Periodontist Dr. Wittrig will do the sandblasting and chiseling herself because her hygienist is booked out too far in advance. The job on my choppers will require a lot of extra muscle power on her part because she can’t use her ultrasound jackhammer on me — the high-frequency sound waves might damage my implanted defibrillator or cause it to activate when it shouldn’t. So she’s going to have to knick her knuckles on my fangs, cleaning deep below the gum line to make sure there’s minimal chance of me coming down with a bone infection. That would be fairly disastrous after my mandible and maxilla are softened up by radiation.

Before she begins, though, I have to take an antibiotic before every session. I took one an hour before today’s appointment with her; it was prescribed by my primary care guy. So after leaving her office this morning I had to call my pharmacy to find out what the antibiotic he’d prescribed was as well as its dosage. Then I have to get that info over to Dr. Wittrig so she can call in her prescriptions of it.

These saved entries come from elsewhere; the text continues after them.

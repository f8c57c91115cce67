// ── Registry notifications ──

use serde::Serialize;

use super::device::DeviceSummary;
use tuyabridge_api::StatusValue;

/// One status code of one device changed (or was first reported).
#[derive(Debug, Clone, PartialEq, Serialize)]
pub struct StatusChange {
    pub device_id: String,
    pub code: String,
    pub value: StatusValue,
}

/// Outbound notification emitted by the device registry.
#[derive(Debug, Clone, PartialEq, Serialize)]
#[serde(tag = "event", rename_all = "snake_case")]
pub enum RegistryEvent {
    DeviceDiscovered(DeviceSummary),
    StatusChanged(StatusChange),
}

impl RegistryEvent {
    pub fn device_id(&self) -> &str {
        match self {
            Self::DeviceDiscovered(d) => &d.id,
            Self::StatusChanged(s) => &s.device_id,
        }
    }
}
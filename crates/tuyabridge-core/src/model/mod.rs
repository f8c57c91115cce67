// ── Domain model ──
//
// Canonical device types held by the registry and the notifications it
// emits. API response shapes stay in `tuyabridge_api::models`.

pub mod category;
pub mod device;
pub mod event;

pub use category::DeviceKind;
pub use device::{Device, DeviceSummary};
pub use event::{RegistryEvent, StatusChange};

pub use tuyabridge_api::{DeviceFunction, StatusValue};
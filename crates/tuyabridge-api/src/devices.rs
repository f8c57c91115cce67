// Device directory and command endpoints
//
// Custom projects walk assets -> device ids -> batched info and status,
// then fetch functions per device. Smart Home projects list the
// associated user's devices in one call and batch the function lookup.
// Listing does not check `success`; a failed page surfaces as an empty or
// undecodable result.

use std::collections::HashMap;

use serde::Deserialize;
use serde_json::{Value, json};
use tracing::debug;

use crate::auth::ProjectType;
use crate::client::{CloudClient, query};
use crate::error::Error;
use crate::models::{
    ApiResponse, BatchFunctions, BatchStatus, Device, DeviceFunctions, StatusEntry,
};

/// Maximum ids per batched lookup.
pub const BATCH_SIZE: usize = 20;

/// Split ids into consecutive groups of at most `size`, preserving order.
pub fn chunk_ids(ids: &[String], size: usize) -> Vec<Vec<String>> {
    ids.chunks(size.max(1)).map(<[String]>::to_vec).collect()
}

#[derive(Deserialize)]
struct AssetPage {
    #[serde(default)]
    assets: Vec<Asset>,
}

#[derive(Deserialize)]
struct Asset {
    asset_id: String,
}

#[derive(Deserialize)]
struct DeviceIdPage {
    #[serde(default)]
    list: Vec<DeviceIdEntry>,
}

#[derive(Deserialize)]
struct DeviceIdEntry {
    device_id: String,
}

#[derive(Deserialize)]
struct DeviceList {
    #[serde(default, alias = "devices")]
    list: Vec<Device>,
}

impl CloudClient {
    /// Enumerate every device visible to the account, with functions and
    /// status merged in.
    pub async fn list_devices(&self) -> Result<Vec<Device>, Error> {
        match self.project() {
            ProjectType::Custom => self.list_devices_custom().await,
            ProjectType::SmartHome => self.list_devices_smart_home().await,
        }
    }

    async fn list_devices_custom(&self) -> Result<Vec<Device>, Error> {
        let page: AssetPage = self
            .get(
                "/v1.0/iot-03/users/assets",
                Some(&query([("page_no", "0"), ("page_size", "100")])),
            )
            .await?
            .result_as()?;

        let mut ids = Vec::new();
        for asset in page.assets {
            let devices: DeviceIdPage = self
                .get(&format!("/v1.0/iot-02/assets/{}/devices", asset.asset_id), None)
                .await?
                .result_as()?;
            ids.extend(devices.list.into_iter().map(|d| d.device_id));
        }
        debug!(count = ids.len(), "resolved device ids from assets");

        if ids.is_empty() {
            return Ok(Vec::new());
        }

        let mut devices = Vec::with_capacity(ids.len());
        let mut statuses: HashMap<String, Vec<StatusEntry>> = HashMap::new();
        for chunk in chunk_ids(&ids, BATCH_SIZE) {
            let q = query([("device_ids", chunk.join(","))]);
            let info: DeviceList = self
                .get("/v1.0/iot-03/devices", Some(&q))
                .await?
                .result_as()?;
            devices.extend(info.list);

            let status: Vec<BatchStatus> = self
                .get("/v1.0/iot-03/devices/status", Some(&q))
                .await?
                .result_as()?;
            statuses.extend(status.into_iter().map(|s| (s.id, s.status)));
        }

        for device in &mut devices {
            let functions = self.get_device_functions(&device.id).await?;
            device.functions = functions.functions;
            if device.category.is_empty() {
                device.category = functions.category;
            }
            if let Some(status) = statuses.remove(&device.id) {
                device.status = status;
            }
        }

        Ok(devices)
    }

    async fn list_devices_smart_home(&self) -> Result<Vec<Device>, Error> {
        let listing: DeviceList = self
            .get(
                "/v1.0/iot-01/associated-users/devices",
                Some(&query([("size", "100")])),
            )
            .await?
            .result_as()?;
        let mut devices = listing.list;

        let ids: Vec<String> = devices.iter().map(|d| d.id.clone()).collect();
        let mut batches: Vec<BatchFunctions> = Vec::new();
        for chunk in chunk_ids(&ids, BATCH_SIZE) {
            let q = query([("device_ids", chunk.join(","))]);
            let found: Vec<BatchFunctions> = self
                .get("/v1.0/devices/functions", Some(&q))
                .await?
                .result_as()?;
            batches.extend(found);
        }

        // Entries are matched on their leading device id only.
        for device in &mut devices {
            if let Some(batch) = batches
                .iter()
                .find(|b| b.devices.first() == Some(&device.id))
            {
                device.functions.clone_from(&batch.functions);
                if device.category.is_empty() {
                    device.category.clone_from(&batch.category);
                }
            }
        }

        Ok(devices)
    }

    /// Details of a single device.
    pub async fn get_device_info(&self, device_id: &str) -> Result<Device, Error> {
        let path = format!("{}/{device_id}", self.project().device_prefix());
        self.get(&path, None).await?.result_as()
    }

    /// The control surface of a single device.
    pub async fn get_device_functions(&self, device_id: &str) -> Result<DeviceFunctions, Error> {
        let path = format!("{}/{device_id}/functions", self.project().device_prefix());
        self.get(&path, None).await?.result_as()
    }

    /// Current status codes of a single device.
    pub async fn get_device_status(&self, device_id: &str) -> Result<Vec<StatusEntry>, Error> {
        let path = format!("{}/{device_id}/status", self.project().device_prefix());
        self.get(&path, None).await?.result_as()
    }

    /// Unbind a device from the account.
    ///
    /// `DELETE /v1.0/devices/{id}`. Returns the raw envelope.
    pub async fn remove_device(&self, device_id: &str) -> Result<ApiResponse, Error> {
        debug!(device_id, "removing device");
        self.delete(&format!("/v1.0/devices/{device_id}")).await
    }

    /// Send one command to a device.
    ///
    /// `POST {prefix}/{id}/commands` with `{"commands": [{code, value}]}`.
    /// The envelope is returned untouched, `success: false` included.
    pub async fn send_command(
        &self,
        device_id: &str,
        code: &str,
        value: Value,
    ) -> Result<ApiResponse, Error> {
        let path = format!("{}/{device_id}/commands", self.project().device_prefix());
        debug!(device_id, code, "sending command");
        let body = json!({ "commands": [{ "code": code, "value": value }] });
        self.post(&path, Some(&body)).await
    }
}

#[cfg(test)]
mod tests {
    use super::*;

    #[test]
    fn chunking_preserves_order() {
        let ids: Vec<String> = (0..45).map(|i| format!("d{i}")).collect();
        let chunks = chunk_ids(&ids, BATCH_SIZE);

        assert_eq!(
            chunks.iter().map(Vec::len).collect::<Vec<_>>(),
            vec![20, 20, 5]
        );
        assert_eq!(chunks[0][0], "d0");
        assert_eq!(chunks[1][0], "d20");
        assert_eq!(chunks[2][4], "d44");
        assert_eq!(chunks.concat(), ids);
    }

    #[test]
    fn chunking_empty_input() {
        assert!(chunk_ids(&[], BATCH_SIZE).is_empty());
    }
}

Meanwhile, I have to call my radiation guy, Dr. Wu, to update him on where we are in all these preparatory ministrations. He’s getting antsy about now. Dr. Allerton, my chemotherapy guy, is as well. They want to get going before my olive pit grows into a full-blown olive. Wu wants to start the process of making my facial mask for radiation, a hockey mask type of thing on which he and his crew can paint crosshairs so as to aim their beams. It would also serve to hold my coconut steady while I’m being bombarded with millirems.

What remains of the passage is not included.